How does Paxlovid work?
Paxlovid is an antiviral therapy and a combination of two drugs (nirmatrelvir and ritonavir) that help prevent replication of the virus’s protein particles responsible for the spread of COVID in the body.
Who should take Paxlovid?
Paxlovid is for people age 12 and older, with mild to moderate cases of COVID-19, who are at high risk for developing severe COVID. High-risk groups include those with certain underlying conditions, like diabetes, people who’ve had an organ transplant or who are over 65. The list of high-risk conditions is long and nuanced, so it’s best to talk to your doctor to determine whether you’re in this group.
When should I take Paxlovid?
For Paxlovid to be effective, it needs to be taken within five days of developing symptoms.
How do I get Paxlovid?
“The message that I really would like to get out is, have a plan,” said Dr. Preeti Malani, professor of medicine in the division of infectious diseases at the University of Michigan.
Malani says to contact a primary care doctor to prescribe the medication as soon as you test positive. An at-home rapid test is sufficient to get the prescription, so you don’t have to scramble to find further testing while contagious. Additionally, you can go to urgent care (some pharmacies have urgent care), where you can make an appointment online, take a test, meet with a provider, and get a prescription for the antiviral pill.
What are the side effects of Paxlovid?
The most common side effects include nausea, upset stomach, diarrhea, impaired taste, and muscle aches.
Tell your doctor or health care professional about conditions you have or other drugs you’re taking. Those with severe kidney or liver disease should not take the medication, says Dr.

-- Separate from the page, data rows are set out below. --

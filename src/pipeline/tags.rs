// src/pipeline/tags.rs

//! Heuristic auto-tagging of block nodes.
//!
//! Four strategies run independently and are merged by tag key:
//!
//! - `artist:<slug>` from "Artist, Work" style titles seen on 2+ blocks
//! - `medium:<word>` and `theme:<word>` from whole-word keyword matches
//! - `source:<slug>` for domains that contributed enough blocks

use std::collections::HashMap;

use indexmap::IndexMap;
use regex::Regex;

use crate::error::Result;
use crate::models::{BlockNode, TagStats, TaggingConfig};
use crate::utils::slugify;

/// Tag key → block node ids, in emission order.
pub type TagIndex = IndexMap<String, Vec<String>>;

/// Output of a tagging pass.
#[derive(Debug, Clone, Default, PartialEq)]
pub struct TagSet {
    /// Tag key → block ids
    pub index: TagIndex,
    /// Block id → tag keys, in merge order
    pub by_block: HashMap<String, Vec<String>>,
    pub stats: TagStats,
}

/// A compiled keyword vocabulary under one namespace.
struct Vocabulary {
    namespace: &'static str,
    patterns: Vec<(String, Regex)>,
}

impl Vocabulary {
    fn compile(namespace: &'static str, words: &[String]) -> Result<Self> {
        let patterns = words
            .iter()
            .map(|word| -> Result<(String, Regex)> {
                let pattern = format!(r"(?i)\b{}\b", regex::escape(word));
                Ok((word.to_lowercase(), Regex::new(&pattern)?))
            })
            .collect::<Result<Vec<_>>>()?;
        Ok(Self {
            namespace,
            patterns,
        })
    }

    fn tag(&self, blocks: &[BlockNode]) -> TagIndex {
        let mut index = TagIndex::new();
        for block in blocks {
            let text = format!("{} {}", block.label, block.description);
            if text.trim().is_empty() {
                continue;
            }
            for (word, pattern) in &self.patterns {
                if pattern.is_match(&text) {
                    index
                        .entry(format!("{}:{}", self.namespace, word))
                        .or_default()
                        .push(block.id.clone());
                }
            }
        }
        index
    }
}

/// Precompiled tagging strategies.
pub struct AutoTagger {
    config: TaggingConfig,
    /// `None` when no extensions are configured
    filename: Option<Regex>,
    medium: Vocabulary,
    theme: Vocabulary,
}

impl AutoTagger {
    /// Compile vocabularies and the filename pattern.
    pub fn new(config: &TaggingConfig) -> Result<Self> {
        let extensions: Vec<String> = config
            .media_extensions
            .iter()
            .map(|ext| ext.trim().trim_start_matches('.'))
            .filter(|ext| !ext.is_empty())
            .map(regex::escape)
            .collect();
        let filename = if extensions.is_empty() {
            None
        } else {
            Some(Regex::new(&format!(r"(?i)\.(?:{})$", extensions.join("|")))?)
        };

        Ok(Self {
            config: config.clone(),
            filename,
            medium: Vocabulary::compile("medium", &config.medium_keywords)?,
            theme: Vocabulary::compile("theme", &config.theme_keywords)?,
        })
    }

    /// Tag `blocks`; `domain_counts` decides which sources qualify.
    pub fn tag(&self, blocks: &[BlockNode], domain_counts: &IndexMap<String, usize>) -> TagSet {
        let mut index = self.artist_tags(blocks);
        for strategy in [
            self.medium.tag(blocks),
            self.theme.tag(blocks),
            self.source_tags(blocks, domain_counts),
        ] {
            index.extend(strategy);
        }

        let mut by_block: HashMap<String, Vec<String>> = HashMap::new();
        for (tag, ids) in &index {
            for id in ids {
                by_block.entry(id.clone()).or_default().push(tag.clone());
            }
        }

        let stats = TagStats {
            total_tagged: by_block.len(),
            total_tags: by_block.values().map(Vec::len).sum(),
            unique_tags: index.len(),
        };
        log::info!(
            "Auto-tagging: {} unique tags, {} blocks tagged, {} assignments",
            stats.unique_tags,
            stats.total_tagged,
            stats.total_tags
        );

        TagSet {
            index,
            by_block,
            stats,
        }
    }

    /// Candidate artist name of a title, if any.
    ///
    /// The first separator with a plausible left-hand side decides; an
    /// implausible one falls through to the next separator.
    pub fn artist_candidate(&self, label: &str) -> Option<String> {
        let is_filename = self.filename.as_ref().is_some_and(|re| re.is_match(label));
        if label.is_empty() || label == self.config.untitled_label || is_filename {
            return None;
        }

        for sep in &self.config.artist_separators {
            let Some((head, _)) = label.split_once(sep.as_str()) else {
                continue;
            };
            let name = head.trim();
            let len = name.chars().count();
            if len < self.config.artist_min_len || len > self.config.artist_max_len {
                continue;
            }
            if !name.chars().any(char::is_alphabetic) {
                continue;
            }
            let slug = slugify(name);
            return (!slug.is_empty()).then_some(slug);
        }
        None
    }

    /// Pass 1 collects candidates per block, pass 2 keeps the ones shared
    /// by enough blocks.
    fn artist_tags(&self, blocks: &[BlockNode]) -> TagIndex {
        let mut candidates: IndexMap<String, Vec<String>> = IndexMap::new();
        for block in blocks {
            if let Some(slug) = self.artist_candidate(&block.label) {
                candidates.entry(slug).or_default().push(block.id.clone());
            }
        }

        candidates
            .into_iter()
            .filter(|(_, ids)| ids.len() >= self.config.artist_min_blocks)
            .map(|(slug, ids)| (format!("artist:{slug}"), ids))
            .collect()
    }

    fn source_tags(&self, blocks: &[BlockNode], domain_counts: &IndexMap<String, usize>) -> TagIndex {
        let mut by_domain: IndexMap<&str, Vec<String>> = IndexMap::new();
        for block in blocks {
            let Some(domain) = block.domain.as_deref() else {
                continue;
            };
            if domain_counts.get(domain).copied().unwrap_or(0) >= self.config.source_min_blocks {
                by_domain.entry(domain).or_default().push(block.id.clone());
            }
        }

        let mut index = TagIndex::new();
        for (domain, ids) in by_domain {
            let slug = source_slug(domain);
            if slug.is_empty() {
                continue;
            }
            index.entry(format!("source:{slug}")).or_default().extend(ids);
        }
        index
    }
}

/// `www.youtube.com` → `youtube`.
pub fn source_slug(domain: &str) -> String {
    let host = domain.strip_prefix("www.").unwrap_or(domain);
    let first = host.split('.').next().unwrap_or(host);
    slugify(first)
}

Scott Roberts, associate medical director of infection prevention at Yale New Haven Hospital. Some medications, like those used for heart arrhythmias and to lower cholesterol, for example, can have an unsafe interaction.
“That doesn’t mean you can’t take it. It might mean it’ll be recommended that you hold a medication like a cholesterol pill, for example, but it’s really important that whoever’s prescribing medications to you knows what drugs you’re taking,” Malani says.
What is Paxlovid rebound?
Recently, there have been reports about a “rebound effect” for those taking Paxlovid, a phenomenon where people’s symptoms improve, only to return two to eight days after their initial recovery.

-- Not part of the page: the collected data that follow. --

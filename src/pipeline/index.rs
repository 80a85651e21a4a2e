//! Inverted index generation for client-side search.
//!
//! Maps lowercase ASCII word tokens to the block node ids whose label or
//! description contains them, so the viewer can do prefix search without a
//! backend.
//!
//! > Example: `{"moonrise": ["bl-1"], "adams": ["bl-1", "bl-2"]}`

use std::collections::HashSet;

use indexmap::IndexMap;

use crate::models::{BlockNode, IndexConfig, SearchIndex};

/// Builder for constructing a search index.
pub struct IndexBuilder {
    config: IndexConfig,
    index: IndexMap<String, Vec<String>>,
    block_count: usize,
}

impl IndexBuilder {
    /// Create a new index builder with default configuration.
    pub fn new() -> Self {
        Self::with_config(IndexConfig::default())
    }

    /// Create a new index builder with custom configuration.
    pub fn with_config(config: IndexConfig) -> Self {
        Self {
            config,
            index: IndexMap::new(),
            block_count: 0,
        }
    }

    /// Add a block to the index.
    pub fn add_block(&mut self, block: &BlockNode) {
        self.block_count += 1;

        let text = format!("{} {}", block.label, block.description);
        let mut seen = HashSet::new();
        for token in self.tokenize(&text) {
            if seen.insert(token.clone()) {
                self.index.entry(token).or_default().push(block.id.clone());
            }
        }
    }

    /// Add multiple blocks to the index.
    pub fn add_blocks(&mut self, blocks: &[BlockNode]) {
        for block in blocks {
            self.add_block(block);
        }
    }

    /// Build the final index.
    pub fn build(self) -> SearchIndex {
        log::info!(
            "Search index: {} terms over {} blocks",
            self.index.len(),
            self.block_count
        );
        SearchIndex(self.index)
    }

    /// Maximal runs of `[a-z0-9]` after lowercasing, at least
    /// `min_token_length` long.
    fn tokenize(&self, text: &str) -> Vec<String> {
        let normalized = text.to_lowercase();

        normalized
            .split(|c: char| !(c.is_ascii_lowercase() || c.is_ascii_digit()))
            .filter(|word| word.len() >= self.config.min_token_length)
            .map(String::from)
            .collect()
    }
}

impl Default for IndexBuilder {
    fn default() -> Self {
        Self::new()
    }
}

/// Build a search index from block nodes.
pub fn build_index(blocks: &[BlockNode], config: &IndexConfig) -> SearchIndex {
    let mut builder = IndexBuilder::with_config(config.clone());
    builder.add_blocks(blocks);
    builder.build()
}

Jameson suspects that because patients take the oral medication early in the disease’s progression, their immune system has not gone through its entire process of mitigating the virus.

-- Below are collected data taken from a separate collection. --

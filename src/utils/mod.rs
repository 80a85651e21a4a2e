//! Utility functions and helpers.

pub mod http;

use chrono::{DateTime, NaiveDate, NaiveDateTime};
use url::Url;

/// Extract the host from a URL string.
pub fn get_domain(url_str: &str) -> Option<String> {
    Url::parse(url_str)
        .ok()
        .and_then(|u| u.host_str().map(|s| s.to_string()))
        .filter(|host| !host.is_empty())
}

/// Lowercase `text`, collapse every run of characters outside `[a-z0-9]`
/// into one hyphen, and trim hyphens from both ends.
pub fn slugify(text: &str) -> String {
    let mut slug = String::with_capacity(text.len());
    let mut pending_hyphen = false;

    for c in text.to_lowercase().chars() {
        if c.is_ascii_lowercase() || c.is_ascii_digit() {
            if pending_hyphen && !slug.is_empty() {
                slug.push('-');
            }
            pending_hyphen = false;
            slug.push(c);
        } else {
            pending_hyphen = true;
        }
    }
    slug
}

/// Parse an ISO 8601 timestamp into epoch milliseconds.
///
/// A trailing `Z` or explicit offset is honoured; timestamps without an
/// offset are read as UTC. Anything unparseable yields `None`.
pub fn parse_timestamp_ms(value: &str) -> Option<i64> {
    let value = value.trim();
    if value.is_empty() {
        return None;
    }
    if let Ok(dt) = DateTime::parse_from_rfc3339(value) {
        return Some(dt.timestamp_millis());
    }
    for format in ["%Y-%m-%dT%H:%M:%S%.f", "%Y-%m-%d %H:%M:%S%.f", "%Y-%m-%dT%H:%M"] {
        if let Ok(naive) = NaiveDateTime::parse_from_str(value, format) {
            return Some(naive.and_utc().timestamp_millis());
        }
    }
    NaiveDate::parse_from_str(value, "%Y-%m-%d")
        .ok()
        .and_then(|d| d.and_hms_opt(0, 0, 0))
        .map(|naive| naive.and_utc().timestamp_millis())
}

#[cfg(test)]
mod tests {
    use super::*;

    #[test]
    fn test_get_domain() {
        assert_eq!(
            get_domain("https://example.com/path"),
            Some("example.com".to_string())
        );
        assert_eq!(
            get_domain("https://sub.example.com:8080/path"),
            Some("sub.example.com".to_string())
        );
        assert_eq!(get_domain("not a url"), None);
        assert_eq!(get_domain("mailto:someone@example.com"), None);
    }

    #[test]
    fn test_slugify() {
        assert_eq!(slugify("Ansel Adams"), "ansel-adams");
        assert_eq!(slugify("  --Agnes  Martin!! "), "agnes-martin");
        assert_eq!(slugify("Sol LeWitt (1928)"), "sol-lewitt-1928");
        assert_eq!(slugify("éé"), "");
        assert_eq!(slugify("Ólafur Elíasson"), "lafur-el-asson");
    }

    #[test]
    fn test_parse_timestamp_utc() {
        assert_eq!(parse_timestamp_ms("1970-01-01T00:00:01Z"), Some(1000));
        assert_eq!(
            parse_timestamp_ms("2020-05-01T12:00:00.500Z"),
            Some(1_588_334_400_500)
        );
    }

    #[test]
    fn test_parse_timestamp_offset_and_naive() {
        assert_eq!(parse_timestamp_ms("1970-01-01T01:00:00+01:00"), Some(0));
        assert_eq!(parse_timestamp_ms("1970-01-01T00:00:02"), Some(2000));
        assert_eq!(parse_timestamp_ms("1970-01-02"), Some(86_400_000));
    }

    #[test]
    fn test_parse_timestamp_garbage() {
        assert_eq!(parse_timestamp_ms(""), None);
        assert_eq!(parse_timestamp_ms("yesterday"), None);
        assert_eq!(parse_timestamp_ms("2020-13-45T00:00:00Z"), None);
    }
}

“Your immune system hasn’t really had a chance to catch up and really create enough antibodies to have a sustained response,” Jameson says.
A study released this week from the Mayo Clinic found that out of the 483 qualified patients treated with Paxlvoid, only four reported rebound symptoms.
“There’s no data to suggest that these people need extra treatment courses…but it’s a new finding, so there’s a lot of investigation going into this right now,” Roberts says.
Medical experts say further research is needed to understand the nuances in these cases but note that hospitalization remains reduced, and those at high risk for developing severe COVID-19 cases should still consider taking the drug.
“At the start of this pandemic, I never would have imagined something so successful as a therapeutic that is oral that can be taken at home,” says Roberts. “I think this is really remarkable.”